Bush Proposes New Rules for 401(k)s

President Bush today proposed changes to 401(k) rules that would allow workers more control over their retirement plans. The proposal comes in the wake of the financial collapse of Enron, the energy trading company that had close ties to the Bush administration and is now under investigation by the Justice Department.

Enron’s employees lost millions when the company declared bankruptcy, mainly because their retirement plans were weighted heavily with Enron stock and they were not allowed to immediately sell it.

To prevent that problem in the future, Bush said he would submit to Congress a bill that will allow workers to sell company-contributed stock after those workers have participated in retirement plans for three years. Current law says that companies can force their workers to hold company stock indefinitely.

In addition, the Bush plan would hold senior executives to the same restrictions that are applied to average workers during "blackout periods," or times when employers alter pension plans and block investors’ ability to alter their retirement accounts. Firms would also be "responsible for their workers’ inability to control their investments if they violated their duty to act in the interests of workers" during blackouts, the White House said.

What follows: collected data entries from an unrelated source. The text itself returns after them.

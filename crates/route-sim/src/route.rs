//! Virtual route simulation
//!
//! Provides a route that behaves like a device-backed route (binds streams,
//! opens and closes a device path, tracks capabilities) and records every
//! device action into an [`ActionLog`].

use std::fmt;
use std::sync::atomic::{AtomicBool, Ordering};
use std::sync::Arc;

use route_types::{
    same_stream, DeviceMask, Direction, IoStream, RouteError, RouteMask, StreamRoute,
};
use serde::{Deserialize, Serialize};
use tracing::{debug, warn};

use crate::log::{ActionLog, RouteAction};

/// Configuration for creating a virtual route
#[derive(Debug, Clone, PartialEq, Eq, Serialize, Deserialize)]
pub struct VirtualRouteConfig {
    /// Route name (without direction suffix)
    pub name: String,
    /// Direction of the route
    pub direction: Direction,
    /// Bit index of the route mask
    pub bit: u32,
    /// Stream attributes this route accepts (output flags or input sources)
    pub applicability_mask: u32,
    /// Devices the route can reach
    #[serde(default)]
    pub supported_devices: DeviceMask,
    /// Platform opens the device before the policy reroute
    #[serde(default)]
    pub open_before_route: bool,
    /// Platform closes the device after the policy unroute
    #[serde(default)]
    pub close_after_unroute: bool,
    /// Whether capabilities are available at startup
    #[serde(default = "default_true")]
    pub capabilities_loaded: bool,
}

fn default_true() -> bool {
    true
}

impl VirtualRouteConfig {
    /// Create a config accepting every stream attribute
    pub fn new(name: impl Into<String>, direction: Direction, bit: u32) -> Self {
        Self {
            name: name.into(),
            direction,
            bit,
            applicability_mask: u32::MAX,
            supported_devices: DeviceMask::NONE,
            open_before_route: false,
            close_after_unroute: false,
            capabilities_loaded: true,
        }
    }

    /// Restrict the stream attributes the route accepts
    pub fn with_applicability(mut self, mask: u32) -> Self {
        self.applicability_mask = mask;
        self
    }

    /// Set the devices the route can reach
    pub fn with_devices(mut self, devices: DeviceMask) -> Self {
        self.supported_devices = devices;
        self
    }

    /// Open the device in the pre-enable phase
    pub fn opening_before_route(mut self) -> Self {
        self.open_before_route = true;
        self
    }

    /// Close the device in the post-disable phase
    pub fn closing_after_unroute(mut self) -> Self {
        self.close_after_unroute = true;
        self
    }

    /// Start without capabilities (device not yet connected)
    pub fn without_capabilities(mut self) -> Self {
        self.capabilities_loaded = false;
        self
    }

    /// Route mask derived from the bit index
    pub fn mask(&self) -> RouteMask {
        RouteMask::from_bit(self.bit)
    }
}

/// Out-of-band controls for a virtual route
///
/// Requests raised here take effect at the start of the next cycle, when the
/// route resets its availability.
#[derive(Debug, Default)]
pub struct RouteControl {
    reflow_requested: AtomicBool,
    repath_requested: AtomicBool,
    fail_on_route: AtomicBool,
}

impl RouteControl {
    /// Ask for a mute / unmute sequence on the next cycle
    pub fn request_reflow(&self) {
        self.reflow_requested.store(true, Ordering::Relaxed);
    }

    /// Ask for a full close / reopen on the next cycle
    pub fn request_repath(&self) {
        self.repath_requested.store(true, Ordering::Relaxed);
    }

    /// Make every subsequent open attempt fail (or succeed again)
    pub fn set_fail_on_route(&self, fail: bool) {
        self.fail_on_route.store(fail, Ordering::Relaxed);
    }

    fn take_reflow(&self) -> bool {
        self.reflow_requested.swap(false, Ordering::Relaxed)
    }

    fn take_repath(&self) -> bool {
        self.repath_requested.swap(false, Ordering::Relaxed)
    }

    fn should_fail(&self) -> bool {
        self.fail_on_route.load(Ordering::Relaxed)
    }
}

/// A simulated route backed by a recorded, not real, device
pub struct VirtualRoute {
    config: VirtualRouteConfig,
    key: String,
    used: bool,
    previously_used: bool,
    reflow_this_cycle: bool,
    repath_this_cycle: bool,
    capabilities_loaded: bool,
    opened: bool,
    /// Stream attached to the open device path
    current_stream: Option<Arc<dyn IoStream>>,
    /// Stream bound during the current cycle
    new_stream: Option<Arc<dyn IoStream>>,
    control: Arc<RouteControl>,
    log: ActionLog,
}

impl fmt::Debug for VirtualRoute {
    fn fmt(&self, f: &mut fmt::Formatter<'_>) -> fmt::Result {
        f.debug_struct("VirtualRoute")
            .field("key", &self.key)
            .field("used", &self.used)
            .field("previously_used", &self.previously_used)
            .field("opened", &self.opened)
            .field("capabilities_loaded", &self.capabilities_loaded)
            .field("current_stream", &self.current_stream.as_ref().map(|s| s.name()))
            .field("new_stream", &self.new_stream.as_ref().map(|s| s.name()))
            .finish()
    }
}

impl VirtualRoute {
    /// Create a new virtual route recording into `log`
    pub fn new(config: VirtualRouteConfig, log: ActionLog) -> Self {
        Self::with_control(config, log, Arc::new(RouteControl::default()))
    }

    /// Create a new virtual route driven by a shared control handle
    pub fn with_control(
        config: VirtualRouteConfig,
        log: ActionLog,
        control: Arc<RouteControl>,
    ) -> Self {
        let key = format!("{}{}", config.name, config.direction.key_suffix());
        let capabilities_loaded = config.capabilities_loaded;
        Self {
            config,
            key,
            used: false,
            previously_used: false,
            reflow_this_cycle: false,
            repath_this_cycle: false,
            capabilities_loaded,
            opened: false,
            current_stream: None,
            new_stream: None,
            control,
            log,
        }
    }

    /// Get the control handle
    pub fn control(&self) -> Arc<RouteControl> {
        Arc::clone(&self.control)
    }

    /// Whether the simulated device path is open
    pub fn is_opened(&self) -> bool {
        self.opened
    }

    /// Whether device capabilities are loaded
    pub fn capabilities_loaded(&self) -> bool {
        self.capabilities_loaded
    }

    fn stream_changed(&self) -> bool {
        match (&self.new_stream, &self.current_stream) {
            (Some(new), Some(current)) => !same_stream(new, current),
            (Some(_), None) => true,
            _ => false,
        }
    }
}

impl StreamRoute for VirtualRoute {
    fn name(&self) -> &str {
        &self.config.name
    }

    fn direction(&self) -> Direction {
        self.config.direction
    }

    fn mask(&self) -> RouteMask {
        self.config.mask()
    }

    fn is_used(&self) -> bool {
        self.used
    }

    fn set_used(&mut self) {
        self.used = true;
    }

    fn previously_used(&self) -> bool {
        self.previously_used
    }

    fn need_reflow(&self) -> bool {
        self.used && self.previously_used && (self.reflow_this_cycle || self.need_repath())
    }

    fn need_repath(&self) -> bool {
        self.used && self.previously_used && (self.repath_this_cycle || self.stream_changed())
    }

    fn is_matching_with_stream(&self, stream: &dyn IoStream) -> bool {
        self.capabilities_loaded
            && stream.direction() == self.config.direction
            && stream.applicability_mask() & self.config.applicability_mask != 0
    }

    fn set_stream(&mut self, stream: Arc<dyn IoStream>) -> bool {
        if stream.direction() != self.config.direction {
            warn!(
                "{}: refusing {} stream {}",
                self.key,
                stream.direction(),
                stream.name()
            );
            return false;
        }
        stream.set_new_route_available(true);
        self.log.record(
            self.key.clone(),
            RouteAction::StreamBound {
                stream: stream.name().to_string(),
            },
        );
        self.new_stream = Some(stream);
        true
    }

    fn unroute(&mut self, post_disable: bool) {
        if post_disable != self.config.close_after_unroute {
            return;
        }
        if self.opened {
            debug!("{}: closing device path", self.key);
            self.log
                .record(self.key.clone(), RouteAction::Closed { post_disable });
        }
        self.opened = false;
        self.current_stream = None;
    }

    fn route(&mut self, pre_enable: bool) -> Result<(), RouteError> {
        if pre_enable != self.config.open_before_route {
            return Ok(());
        }
        if self.control.should_fail() {
            self.log.record(self.key.clone(), RouteAction::OpenFailed);
            return Err(RouteError::DeviceOpen {
                route: self.key.clone(),
                reason: "injected failure".to_string(),
            });
        }
        if !self.capabilities_loaded {
            self.log.record(self.key.clone(), RouteAction::OpenFailed);
            return Err(RouteError::DeviceUnavailable(self.key.clone()));
        }
        let Some(stream) = self.new_stream.clone() else {
            return Err(RouteError::NoStream(self.key.clone()));
        };

        debug!("{}: opening device path for {}", self.key, stream.name());
        self.current_stream = Some(stream);
        self.opened = true;
        self.log
            .record(self.key.clone(), RouteAction::Opened { pre_enable });
        Ok(())
    }

    fn reset_availability(&mut self) {
        if let Some(stream) = self.new_stream.take() {
            stream.set_new_route_available(false);
        }
        self.previously_used = self.used;
        self.used = false;
        self.reflow_this_cycle = self.control.take_reflow();
        self.repath_this_cycle = self.control.take_repath();
    }

    fn supported_device_mask(&self) -> DeviceMask {
        self.config.supported_devices
    }

    fn load_capabilities(&mut self) {
        self.capabilities_loaded = true;
        self.log
            .record(self.key.clone(), RouteAction::CapabilitiesLoaded);
    }

    fn reset_capabilities(&mut self) {
        self.capabilities_loaded = false;
        self.log
            .record(self.key.clone(), RouteAction::CapabilitiesReset);
    }

    fn dump(&self, sink: &mut dyn fmt::Write, indent: usize) -> fmt::Result {
        let pad = indent + 2;
        writeln!(sink, "{:indent$}Route {}:", "", self.key, indent = indent)?;
        writeln!(sink, "{:pad$}mask: {}", "", self.mask(), pad = pad)?;
        writeln!(
            sink,
            "{:pad$}used: {} (previously {})",
            "",
            self.used,
            self.previously_used,
            pad = pad
        )?;
        writeln!(
            sink,
            "{:pad$}devices: {} capabilities: {}",
            "",
            self.config.supported_devices,
            if self.capabilities_loaded {
                "loaded"
            } else {
                "unavailable"
            },
            pad = pad
        )?;
        writeln!(
            sink,
            "{:pad$}stream: {}",
            "",
            self.current_stream
                .as_ref()
                .map(|s| s.name())
                .unwrap_or("none"),
            pad = pad
        )
    }
}

#[cfg(test)]
mod tests {
    use super::*;
    use crate::stream::VirtualStream;

    fn output_route(log: &ActionLog) -> VirtualRoute {
        VirtualRoute::new(
            VirtualRouteConfig::new("Media", Direction::Output, 0).with_applicability(0x1),
            log.clone(),
        )
    }

    fn stream(name: &str) -> Arc<dyn IoStream> {
        Arc::new(VirtualStream::new(name, Direction::Output, 0x1))
    }

    #[test]
    fn test_key_and_mask() {
        let route = output_route(&ActionLog::new());
        assert_eq!(route.key().as_str(), "Media_Playback");
        assert_eq!(route.mask(), RouteMask(0x1));
    }

    #[test]
    fn test_matching_requires_capabilities_and_attributes() {
        let mut route = output_route(&ActionLog::new());
        let music = stream("music");
        let other = VirtualStream::new("ring", Direction::Output, 0x2);
        let capture = VirtualStream::new("mic", Direction::Input, 0x1);

        assert!(route.is_matching_with_stream(music.as_ref()));
        assert!(!route.is_matching_with_stream(&other));
        assert!(!route.is_matching_with_stream(&capture));

        route.reset_capabilities();
        assert!(!route.is_matching_with_stream(music.as_ref()));
    }

    #[test]
    fn test_set_stream_claims_stream() {
        let mut route = output_route(&ActionLog::new());
        let music = stream("music");

        assert!(route.set_stream(Arc::clone(&music)));
        assert!(music.is_new_route_available());

        route.reset_availability();
        assert!(!music.is_new_route_available());
    }

    #[test]
    fn test_open_only_in_configured_phase() {
        let log = ActionLog::new();
        let mut route = output_route(&log);
        route.set_stream(stream("music"));
        route.set_used();

        route.route(true).unwrap();
        assert!(!route.is_opened());

        route.route(false).unwrap();
        assert!(route.is_opened());
        assert_eq!(log.opened_routes(), vec!["Media_Playback".to_string()]);
    }

    #[test]
    fn test_repath_when_stream_changes() {
        let mut route = output_route(&ActionLog::new());
        route.set_stream(stream("music"));
        route.set_used();
        route.route(false).unwrap();

        // Same route, different stream on the next cycle
        route.reset_availability();
        route.set_stream(stream("game"));
        route.set_used();

        assert!(route.need_repath());
        assert!(route.need_reflow());
    }

    #[test]
    fn test_requested_reflow_applies_to_next_cycle_only() {
        let mut route = output_route(&ActionLog::new());
        let music = stream("music");
        route.set_stream(Arc::clone(&music));
        route.set_used();
        route.route(false).unwrap();

        route.control().request_reflow();
        route.reset_availability();
        route.set_stream(Arc::clone(&music));
        route.set_used();
        assert!(route.need_reflow());
        assert!(!route.need_repath());

        route.reset_availability();
        route.set_stream(music);
        route.set_used();
        assert!(!route.need_reflow());
    }

    #[test]
    fn test_injected_failure() {
        let log = ActionLog::new();
        let mut route = output_route(&log);
        route.set_stream(stream("music"));
        route.control().set_fail_on_route(true);

        assert!(matches!(
            route.route(false),
            Err(RouteError::DeviceOpen { .. })
        ));
        assert_eq!(log.actions_for("Media_Playback").last(), Some(&RouteAction::OpenFailed));
    }

    #[test]
    fn test_dump() {
        let route = output_route(&ActionLog::new());
        let mut out = String::new();
        route.dump(&mut out, 4).unwrap();

        assert!(out.starts_with("    Route Media_Playback:\n"));
        assert!(out.contains("      mask: 0x00000001"));
        assert!(out.contains("stream: none"));
    }
}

Speaking at a lunch meeting of Republican lawmakers in West Virginia today, Bush said the proposal is intended to "strengthen the workers’ ability to manage their own retirement funds by giving them more freedom to diversify, better access to professional investment advice and quarterly information about their investments."

The proposed rule changes are the result of nearly a month of work by a team of top administration officials appointed by Bush in early January to review the issue. The team was led by Secretary of Labor Elaine Chao, Secretary of Treasury Paul O’Neill and Secretary of Commerce Don Evans.

The proposals were applauded by Rep. John Boehner (R-Ohio), who successfully passed a bill in the House last year that would allow fund companies provide advice to retirement investors. The bill has been criticized by some lawmakers and those in the private sector who say fund companies could steer workers toward products that yield higher fees, which would constitute a conflict of interest.

But Bush has endorsed the bill and Boehner has used the recent attention to the issue to push hard for the advice act’s approval in the Senate.

Other lawmakers, meanwhile, have proposed legislation that seeks to protect workers who invest in 401(k) plans. Representatives Peter Deutsch (D-Fla.) and Gene Green (D-Tex.) have introduced a bill in the House that would limit the amount of employer-issued stock workers could hold in their retirement plans to no more than 10%. And Senators Barbara Boxer (D-Calif.) and Jon Corzine (D-N.J.) have introduced a bill that would cap such retirement plan holdings at 20%.

Boxer’s office had no comment on Bush’s proposals.